Wild Cherry Bark or Black Cherry (Prunus serotina) has long been known and used for combating cough and respiratory irritations, bronchitis, pneumonia, fevers and inflammation of the respiratory system itself. The inner bark (cambium) has been used in the form of syrup, tea, tincture, capsule and even a plaster over the chest in medicinal applications.
The main warning on the Wild Cherry Bark is the fact that the entire tree, except for the flesh of the cherries themselves, contain prunasin, a cyanide type of glycoside that converts to hydrocyanic acid when digested. Hydrocyanic acid (some of you may recall my explanation and dialog in Shadow Scorpion concerning HCN) is highly toxic! The Wild Cherry contains the highest levels of prunasin in the autumn after the sunlight begins to fade and temperatures start to remain below 55 degrees F.
Wild Cherry Bark is best harvested in late spring when prunasin levels are lowest. It is the prunasin that makes the inner bark of the cherry trees smell like almond extract.
The interesting thing about all this is that most people do not know why the Wild Cherry Bark works as a medicine for the lungs and bronchial tubes. People know that it can sooth coughing and aliments that cause coughing fits, but why?
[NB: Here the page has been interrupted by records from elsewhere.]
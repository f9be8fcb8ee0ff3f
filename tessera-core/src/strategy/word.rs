//! Word strategy
//!
//! Classifies extended grapheme clusters as alphanumeric, whitespace or
//! other. Runs of alphanumerics and runs of whitespace each form one token;
//! every other grapheme is a token of its own. Classifying whole clusters
//! keeps combining marks and emoji sequences attached to their base.

use unicode_segmentation::UnicodeSegmentation;

use super::{SegmentContext, Strategy, StrategyKind};
use crate::error::Result;
use crate::token::{Segment, TokenKind};

#[derive(Debug, Clone, Copy, Default)]
pub struct WordStrategy;

impl Strategy for WordStrategy {
    fn kind(&self) -> StrategyKind {
        StrategyKind::Word
    }

    fn segment(&self, text: &str, ctx: &SegmentContext<'_>) -> Result<Vec<Segment>> {
        word_segments(text, ctx)
    }
}

#[derive(Debug, Clone, Copy, PartialEq, Eq)]
enum Class {
    Alnum,
    Space,
    Other,
}

fn classify(grapheme: &str) -> Class {
    match grapheme.chars().next() {
        Some(ch) if ch.is_whitespace() => Class::Space,
        Some(ch) if ch.is_alphanumeric() => Class::Alnum,
        _ => Class::Other,
    }
}

/// Punctuation as opposed to other symbols
///
/// Covers ASCII punctuation (excluding math and currency-like symbols),
/// Latin-1 punctuation, General Punctuation, CJK punctuation and the
/// full-width forms of ASCII punctuation.
pub(crate) fn is_punctuation(ch: char) -> bool {
    if ch.is_ascii() {
        return ch.is_ascii_punctuation()
            && !matches!(ch, '$' | '+' | '<' | '=' | '>' | '^' | '`' | '|' | '~');
    }
    matches!(
        ch,
        '\u{00A1}'
            | '\u{00A7}'
            | '\u{00AB}'
            | '\u{00B6}'
            | '\u{00B7}'
            | '\u{00BB}'
            | '\u{00BF}'
            | '\u{2010}'..='\u{2027}'
            | '\u{2030}'..='\u{205E}'
            | '\u{3001}'..='\u{3003}'
            | '\u{3008}'..='\u{3011}'
            | '\u{3014}'..='\u{301F}'
            | '\u{FF01}'..='\u{FF03}'
            | '\u{FF05}'..='\u{FF0A}'
            | '\u{FF0C}'..='\u{FF0F}'
            | '\u{FF1A}'
            | '\u{FF1B}'
            | '\u{FF1F}'
            | '\u{FF20}'
    )
}

fn run_kind(text: &str, class: Class) -> TokenKind {
    match class {
        Class::Alnum if text.chars().all(char::is_numeric) => TokenKind::Number,
        Class::Alnum => TokenKind::Word,
        Class::Space => TokenKind::Whitespace,
        Class::Other => match text.chars().next() {
            Some(ch) if is_punctuation(ch) => TokenKind::Punctuation,
            _ => TokenKind::Symbol,
        },
    }
}

/// Word-level segmentation shared by the grammar and subword strategies
pub(crate) fn word_segments(text: &str, ctx: &SegmentContext<'_>) -> Result<Vec<Segment>> {
    let mut segments = Vec::new();
    let mut run: Option<(usize, Class)> = None;

    for (offset, grapheme) in text.grapheme_indices(true) {
        let class = classify(grapheme);
        if let Some((start, current)) = run {
            if current == class && class != Class::Other {
                continue;
            }
            ctx.checkpoint()?;
            segments.push(Segment::new(
                start,
                offset,
                run_kind(&text[start..offset], current),
            ));
        }
        run = Some((offset, class));
    }

    if let Some((start, current)) = run {
        ctx.checkpoint()?;
        segments.push(Segment::new(
            start,
            text.len(),
            run_kind(&text[start..], current),
        ));
    }
    Ok(segments)
}
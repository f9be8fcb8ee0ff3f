//! BPE-style subword strategy
//!
//! Merges are learned from the input itself. Each distinct word starts as
//! its sequence of grapheme clusters; every round counts adjacent symbol
//! pairs (overlapping, weighted by word frequency) and merges the most
//! frequent pair everywhere, non-overlapping and left to right.
//!
//! Learning stops at the first of: `max_merges` reached, the vocabulary
//! (base symbols plus merges) reaching `vocab_size`, the best pair falling
//! below `min_frequency`, or no pairs left.

use std::cmp::Ordering;
use std::collections::{BTreeMap, HashMap};

use serde::{Deserialize, Serialize};
use tracing::{debug, trace};
use unicode_segmentation::UnicodeSegmentation;

use super::{grapheme_bounds, split_words, PieceEnds};
use crate::error::Result;
use crate::identity::seeded_rank;
use crate::options::{BpeOptions, TieBreak};
use crate::strategy::word::word_segments;
use crate::strategy::{SegmentContext, Strategy, StrategyKind};
use crate::token::{Segment, TokenKind};

/// Ordered merge list learned from one input
#[derive(Debug, Clone, PartialEq, Eq, Default, Serialize, Deserialize)]
pub struct BpeModel {
    merges: Vec<(String, String)>,
}

#[derive(Default)]
struct SymbolTable {
    texts: Vec<String>,
    ids: HashMap<String, u32>,
}

impl SymbolTable {
    fn intern(&mut self, text: &str) -> u32 {
        if let Some(&id) = self.ids.get(text) {
            return id;
        }
        let id = self.texts.len() as u32;
        self.texts.push(text.to_owned());
        self.ids.insert(text.to_owned(), id);
        id
    }

    fn text(&self, id: u32) -> &str {
        &self.texts[id as usize]
    }
}

type Candidate = ((u32, u32), u64);

/// Higher count first, then the configured tie-break, then lexicographic
fn compare_candidates(
    a: &Candidate,
    b: &Candidate,
    table: &SymbolTable,
    tie_break: TieBreak,
    seed: u64,
) -> Ordering {
    let ((al, ar), a_count) = *a;
    let ((bl, br), b_count) = *b;
    let a_pair = (table.text(al), table.text(ar));
    let b_pair = (table.text(bl), table.text(br));

    b_count
        .cmp(&a_count)
        .then_with(|| match tie_break {
            TieBreak::Canonical => Ordering::Equal,
            TieBreak::Seeded => seeded_rank(seed, &[a_pair.0, a_pair.1])
                .cmp(&seeded_rank(seed, &[b_pair.0, b_pair.1])),
        })
        .then_with(|| a_pair.cmp(&b_pair))
}

fn merge_pair(symbols: &mut Vec<u32>, pair: (u32, u32), merged: u32) {
    let mut read = 0;
    let mut write = 0;
    while read < symbols.len() {
        if read + 1 < symbols.len() && symbols[read] == pair.0 && symbols[read + 1] == pair.1 {
            symbols[write] = merged;
            read += 2;
        } else {
            symbols[write] = symbols[read];
            read += 1;
        }
        write += 1;
    }
    symbols.truncate(write);
}

impl BpeModel {
    /// Learn merges from the words of `text`
    pub fn learn(text: &str, options: &BpeOptions, ctx: &SegmentContext<'_>) -> Result<Self> {
        let words = word_segments(text, ctx)?;
        Self::learn_from_words(text, &words, options, ctx)
    }

    pub(crate) fn learn_from_words(
        text: &str,
        words: &[Segment],
        options: &BpeOptions,
        ctx: &SegmentContext<'_>,
    ) -> Result<Self> {
        let mut frequencies: BTreeMap<&str, u64> = BTreeMap::new();
        for seg in words {
            if matches!(seg.kind, TokenKind::Word | TokenKind::Number) {
                *frequencies.entry(&text[seg.start..seg.end]).or_default() += 1;
            }
        }

        let mut table = SymbolTable::default();
        let mut corpus: Vec<(Vec<u32>, u64)> = Vec::with_capacity(frequencies.len());
        for (word, freq) in frequencies {
            let mut symbols = Vec::new();
            for grapheme in word.graphemes(true) {
                symbols.push(table.intern(grapheme));
            }
            corpus.push((symbols, freq));
        }

        let alphabet = table.texts.len();
        let mut merges = Vec::new();

        while merges.len() < options.max_merges {
            if options
                .vocab_size
                .is_some_and(|limit| alphabet + merges.len() >= limit)
            {
                break;
            }
            ctx.checkpoint()?;

            let mut pairs: HashMap<(u32, u32), u64> = HashMap::new();
            for (symbols, freq) in &corpus {
                for pair in symbols.windows(2) {
                    *pairs.entry((pair[0], pair[1])).or_default() += freq;
                }
            }

            let best = pairs
                .into_iter()
                .filter(|&(_, count)| count >= options.min_frequency)
                .min_by(|a, b| compare_candidates(a, b, &table, options.tie_break, ctx.seed()));
            let Some(((left, right), count)) = best else {
                break;
            };

            let merged_text = format!("{}{}", table.text(left), table.text(right));
            let merged = table.intern(&merged_text);
            trace!(
                left = table.text(left),
                right = table.text(right),
                count,
                "bpe merge"
            );

            for (symbols, _) in corpus.iter_mut() {
                merge_pair(symbols, (left, right), merged);
            }
            merges.push((table.text(left).to_owned(), table.text(right).to_owned()));
        }

        debug!(merges = merges.len(), alphabet, "learned bpe merges");
        Ok(BpeModel { merges })
    }

    /// Merges in the order they were learned
    pub fn merges(&self) -> &[(String, String)] {
        &self.merges
    }

    pub fn len(&self) -> usize {
        self.merges.len()
    }

    pub fn is_empty(&self) -> bool {
        self.merges.is_empty()
    }

    /// Split `word` by replaying the merges in order
    pub fn apply<'w>(&self, word: &'w str) -> Vec<&'w str> {
        let mut ends = PieceEnds::new();
        self.piece_ends(word, &mut ends);
        let mut start = 0;
        ends.into_iter()
            .map(|end| {
                let piece = &word[start..end];
                start = end;
                piece
            })
            .collect()
    }

    pub(crate) fn piece_ends(&self, word: &str, ends: &mut PieceEnds) {
        let bounds = grapheme_bounds(word);
        let mut symbols: Vec<(usize, usize)> = bounds.windows(2).map(|w| (w[0], w[1])).collect();

        for (left, right) in &self.merges {
            if symbols.len() < 2 {
                break;
            }
            let mut read = 0;
            let mut write = 0;
            while read < symbols.len() {
                let (start, end) = symbols[read];
                if let Some(&(next_start, next_end)) = symbols.get(read + 1) {
                    if &word[start..end] == left.as_str()
                        && &word[next_start..next_end] == right.as_str()
                    {
                        symbols[write] = (start, next_end);
                        read += 2;
                        write += 1;
                        continue;
                    }
                }
                symbols[write] = symbols[read];
                read += 1;
                write += 1;
            }
            symbols.truncate(write);
        }

        ends.extend(symbols.iter().map(|&(_, end)| end));
    }
}

#[derive(Debug, Clone, Default)]
pub struct BpeStrategy {
    options: BpeOptions,
}

impl BpeStrategy {
    pub fn new(options: BpeOptions) -> Self {
        Self { options }
    }

    /// The merge list `segment` would use for `text`
    pub fn learn(&self, text: &str, ctx: &SegmentContext<'_>) -> Result<BpeModel> {
        BpeModel::learn(text, &self.options, ctx)
    }
}

impl Strategy for BpeStrategy {
    fn kind(&self) -> StrategyKind {
        StrategyKind::SubwordBpe
    }

    fn segment(&self, text: &str, ctx: &SegmentContext<'_>) -> Result<Vec<Segment>> {
        let words = word_segments(text, ctx)?;
        let model = BpeModel::learn_from_words(text, &words, &self.options, ctx)?;

        let mut cache: HashMap<&str, PieceEnds> = HashMap::new();
        split_words(text, &words, ctx, |word, ends| {
            let cached = cache.entry(word).or_insert_with(|| {
                let mut pieces = PieceEnds::new();
                model.piece_ends(word, &mut pieces);
                pieces
            });
            ends.extend_from_slice(cached);
        })
    }
}
//! Fixed-length subword strategy: every `chunk_len` grapheme clusters

use super::{grapheme_bounds, split_words};
use crate::error::Result;
use crate::options::FixedOptions;
use crate::strategy::word::word_segments;
use crate::strategy::{SegmentContext, Strategy, StrategyKind};
use crate::token::Segment;

#[derive(Debug, Clone, Default)]
pub struct FixedStrategy {
    options: FixedOptions,
}

impl FixedStrategy {
    pub fn new(options: FixedOptions) -> Self {
        Self { options }
    }
}

impl Strategy for FixedStrategy {
    fn kind(&self) -> StrategyKind {
        StrategyKind::SubwordFixed
    }

    fn segment(&self, text: &str, ctx: &SegmentContext<'_>) -> Result<Vec<Segment>> {
        let chunk = self.options.chunk_len.max(1);
        let words = word_segments(text, ctx)?;
        split_words(text, &words, ctx, |word, ends| {
            ends.extend(grapheme_bounds(word).into_iter().skip(chunk).step_by(chunk));
        })
    }
}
It is because of the very toxic nature of the bark that it is medicinal to us. HCN is as I said highly toxic and can kill humans. However, in properly harvested Wild Cherry Bark, the digestion of the small amounts of prunasin converts to just enough HCN to literally create a minor and temporary paralysis of the lungs and bronchial tubes. This paralysis stops the contraction (cough) of the lungs and bronchial tubes and thus eases the coughing mechanism.
This is just one of many examples of how poisons can many times act as medicines and it all comes down to the how, when and how much.